Changes in ventilation distribution in children with neuromuscular disease using the insufflator/exsufflator technique: an observational study.

Patients with neuromuscular disease often suffer from weak and ineffective cough resulting in mucus retention and increased risk for chest infections. Different airway clearance techniques have been proposed, one of them being the insufflator/exsufflator technique. So far, the immediate physiological effects of the insufflator/exsufflator technique on ventilation distribution and lung volumes are not known. We aimed to describe the immediate effects of the insufflator/exsufflator technique on different lung volumes, forced flows and ventilation distribution. Eight subjects (age 5.8-15.2 years) performed lung function tests including spirometry, multiple breath washout and electrical impedance tomography before and after a regular a chest physiotherapy session with an insufflator/exsufflator device. Forced lung volumes and flows as well as parameters of ventilation distribution derived from multiple breath washout and electrical impedance tomography were compared to assess the short-term effect of the therapy. In this small group of stable paediatric subjects with neuromuscular disease we could not demonstrate any short-term effects of insufflation/exsufflation manoeuvres on lung volumes, expiratory flows and ventilation distribution. With the currently used protocol of the insufflation/exsufflation manoeuvre, we cannot demonstrate any immediate changes in lung function.

Background

Effective cough is a protective mechanism against respiratory tract infections and an important part of mucus clearance of the lung. Ineffective cough is a major cause of morbidity and mortality in patients with neuromuscular disease (NMD). Inspiratory and expiratory muscle weakness, hypoventilation and increasingly impaired cough competence are thought to cause frequent atelectasis and chest infections[1,2]. Additionally, the progressive decline in lung volume is associated with ventilation inhomogeneity[3]. A normal cough requires the inspiratory muscles to inspire to up to 85–90% of vital capacity (VC) followed by rapid closure of the glottis. Contraction of the expiratory muscles (abdominal and intercostal) causes an intrapleural pressure of 190 cmH2O and more which, in combination with the opening of the glottis, generates transient peak cough flows (PCF) of 360–1200 l/min[4,5]. While normally the inspiratory volume reaches 80–90% of VC before coughing, for an effective cough at least 50% of VC must be inspired[6,7]. Due to muscle weakness and reduced respiratory system compliance neither the deep inspiration nor the forced expiratory manoeuvre is feasible for patients with NMD. This reduction in compliance is most probably due to micro-atelectasis caused by inspiratory muscle weakness and also due to changes in the elastic recoil of the lung and reduced chest wall compliance[8-10].

Chest physiotherapy is an important cornerstone of the regular daily treatment in these patients. Depending on cooperation different techniques are used ranging from completely passive vibration vests to active breathing techniques[11-13]. All these techniques are time and energy consuming. During respiratory infections patients are quickly exhausted and prone to the vicious cycle of secretions, fatigue and further accumulation of secretions.
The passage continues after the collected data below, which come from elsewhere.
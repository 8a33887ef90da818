/// A single `{{...}}` invocation: its name plus declared parameters in
/// source order. Positional parameters get the keys "1", "2", ...
#[derive(Debug, Clone)]
pub struct Template {
    pub name: String,
    pub params: Vec<(String, String)>,
}

impl Template {
    /// Case-insensitive match ignoring surrounding and internal runs of
    /// whitespace, the way wiki template names are compared.
    pub fn name_matches(&self, other: &str) -> bool {
        normalize_name(&self.name) == normalize_name(other)
    }

    pub fn param(&self, name: &str) -> Option<&str> {
        self.params
            .iter()
            .find(|(k, _)| k == name)
            .map(|(_, v)| v.as_str())
    }
}

fn normalize_name(name: &str) -> String {
    name.split_whitespace()
        .collect::<Vec<_>>()
        .join(" ")
        .to_lowercase()
}

/// Scan raw wiki markup into the sequence of template invocations it
/// contains, nested ones included. Parameter values keep their embedded
/// markup untouched. Unbalanced braces are skipped, never an error.
pub fn parse_templates(text: &str) -> Vec<Template> {
    let mut out = Vec::new();
    collect(text, &mut out);
    out
}

fn collect(text: &str, out: &mut Vec<Template>) {
    let bytes = text.as_bytes();
    let mut i = 0;
    while i + 1 < bytes.len() {
        if bytes[i] == b'{' && bytes[i + 1] == b'{' {
            match find_close(bytes, i + 2) {
                Some(end) => {
                    let inner = &text[i + 2..end];
                    if let Some(template) = parse_invocation(inner) {
                        out.push(template);
                    }
                    // Templates nested in parameter values count too.
                    collect(inner, out);
                    i = end + 2;
                    continue;
                }
                None => {
                    i += 2;
                    continue;
                }
            }
        }
        i += 1;
    }
}

/// Position of the matching `}}` for a template whose body starts at
/// `start`, tracking `{{ }}` nesting.
fn find_close(bytes: &[u8], start: usize) -> Option<usize> {
    let mut depth = 0usize;
    let mut i = start;
    while i + 1 < bytes.len() {
        match (bytes[i], bytes[i + 1]) {
            (b'{', b'{') => {
                depth += 1;
                i += 2;
            }
            (b'}', b'}') => {
                if depth == 0 {
                    return Some(i);
                }
                depth -= 1;
                i += 2;
            }
            _ => i += 1,
        }
    }
    None
}

fn parse_invocation(inner: &str) -> Option<Template> {
    let mut parts = split_top_level(inner);
    if parts.is_empty() {
        return None;
    }
    let name = parts.remove(0).trim().to_string();
    if name.is_empty() {
        return None;
    }

    let mut params = Vec::new();
    let mut position = 0usize;
    for part in parts {
        match top_level_eq(&part) {
            Some(eq) => {
                let key = part[..eq].trim().to_string();
                let value = part[eq + 1..].to_string();
                params.push((key, value));
            }
            None => {
                position += 1;
                params.push((position.to_string(), part));
            }
        }
    }
    Some(Template { name, params })
}

/// Split template content on `|` at nesting depth zero. Pipes inside
/// nested `{{ }}` or `[[ ]]` belong to the parameter value.
fn split_top_level(inner: &str) -> Vec<String> {
    let bytes = inner.as_bytes();
    let mut parts = Vec::new();
    let mut brace = 0usize;
    let mut bracket = 0usize;
    let mut start = 0usize;
    let mut i = 0;
    while i < bytes.len() {
        match bytes[i] {
            b'{' if i + 1 < bytes.len() && bytes[i + 1] == b'{' => {
                brace += 1;
                i += 2;
            }
            b'}' if i + 1 < bytes.len() && bytes[i + 1] == b'}' => {
                brace = brace.saturating_sub(1);
                i += 2;
            }
            b'[' if i + 1 < bytes.len() && bytes[i + 1] == b'[' => {
                bracket += 1;
                i += 2;
            }
            b']' if i + 1 < bytes.len() && bytes[i + 1] == b']' => {
                bracket = bracket.saturating_sub(1);
                i += 2;
            }
            b'|' if brace == 0 && bracket == 0 => {
                parts.push(inner[start..i].to_string());
                i += 1;
                start = i;
            }
            _ => i += 1,
        }
    }
    parts.push(inner[start..].to_string());
    parts
}

/// Byte offset of the first `=` outside nested markup, if any. Named and
/// positional parameters are told apart by its presence.
fn top_level_eq(part: &str) -> Option<usize> {
    let bytes = part.as_bytes();
    let mut brace = 0usize;
    let mut bracket = 0usize;
    let mut i = 0;
    while i < bytes.len() {
        match bytes[i] {
            b'{' if i + 1 < bytes.len() && bytes[i + 1] == b'{' => {
                brace += 1;
                i += 2;
            }
            b'}' if i + 1 < bytes.len() && bytes[i + 1] == b'}' => {
                brace = brace.saturating_sub(1);
                i += 2;
            }
            b'[' if i + 1 < bytes.len() && bytes[i + 1] == b'[' => {
                bracket += 1;
                i += 2;
            }
            b']' if i + 1 < bytes.len() && bytes[i + 1] == b']' => {
                bracket = bracket.saturating_sub(1);
                i += 2;
            }
            b'=' if brace == 0 && bracket == 0 => return Some(i),
            _ => i += 1,
        }
    }
    None
}

// ── Tests ──

#[cfg(test)]
mod tests {
    use super::*;

    #[test]
    fn named_parameters_in_order() {
        let templates = parse_templates(
            "{{Infobox ship career\n|Ship name=HMS Warrior\n|Ship builder=[[Thames Iron Works|Thames Ironworks]]\n}}",
        );
        assert_eq!(templates.len(), 1);
        let t = &templates[0];
        assert_eq!(t.name, "Infobox ship career");
        assert_eq!(t.param("Ship name").map(str::trim), Some("HMS Warrior"));
        assert_eq!(
            t.param("Ship builder").map(str::trim),
            Some("[[Thames Iron Works|Thames Ironworks]]")
        );
    }

    #[test]
    fn piped_links_do_not_split_parameters() {
        let templates = parse_templates("{{T|Ship builder=[[A|B]], [[C|D]]}}");
        assert_eq!(templates[0].param("Ship builder"), Some("[[A|B]], [[C|D]]"));
    }

    #[test]
    fn nested_templates_are_collected_and_kept_raw() {
        let templates =
            parse_templates("{{Infobox|Ship length={{convert|120.5|ft|m}}|Ship speed=10 kn}}");
        let names: Vec<&str> = templates.iter().map(|t| t.name.as_str()).collect();
        assert_eq!(names, vec!["Infobox", "convert"]);
        assert_eq!(
            templates[0].param("Ship length"),
            Some("{{convert|120.5|ft|m}}")
        );
        assert_eq!(templates[1].param("1"), Some("120.5"));
        assert_eq!(templates[1].param("2"), Some("ft"));
    }

    #[test]
    fn name_match_ignores_case_and_whitespace() {
        let templates = parse_templates("{{ infobox   Ship Career |Ship name=x}}");
        assert!(templates[0].name_matches("Infobox ship career"));
        assert!(!templates[0].name_matches("Infobox ship characteristics"));
    }

    #[test]
    fn unbalanced_braces_are_tolerated() {
        assert!(parse_templates("{{broken|no close").is_empty());
        let templates = parse_templates("before {{Ok|1=x}} {{also broken");
        assert_eq!(templates.len(), 1);
        assert_eq!(templates[0].name, "Ok");
    }

    #[test]
    fn positional_parameters_are_numbered() {
        let templates = parse_templates("{{convert|5600|LT|t}}");
        let t = &templates[0];
        assert_eq!(t.param("1"), Some("5600"));
        assert_eq!(t.param("2"), Some("LT"));
        assert_eq!(t.param("3"), Some("t"));
    }
}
Cough assist techniques were developed for patients who present with weak cough. The therapy basically pursues two goals. First, it increases the expiratory airflow that occurs during cough, by assisting inspiration and/or expiration, thus increasing cough efficacy. Second, it aims to maintain lung volume and respiratory system compliance by active insufflation of air. A mechanical insufflator/exsufflator uses positive pressure via a facemask or mouthpiece to deliver a maximal lung inspiratory volume, followed by an abrupt switch to negative pressure to the airway for forced expiration, which should transport mucus to the central airways and out of the patient. The rapid change from positive to negative pressure simulates airflow changes experienced during a normal cough manoeuver with the high expiratory airflow carrying mucus upstream. Mellies and Goebel demonstrated that the pressure required to achieve the highest PCF in young adults with NMD was 27mbar[14]. Daily use of the insufflator/exsufflator device leads to a reduction in acute pulmonary exacerbations, better clearing during the exacerbations and better overall ventilation while preventing atelectasis and hypoxia[3,15-17].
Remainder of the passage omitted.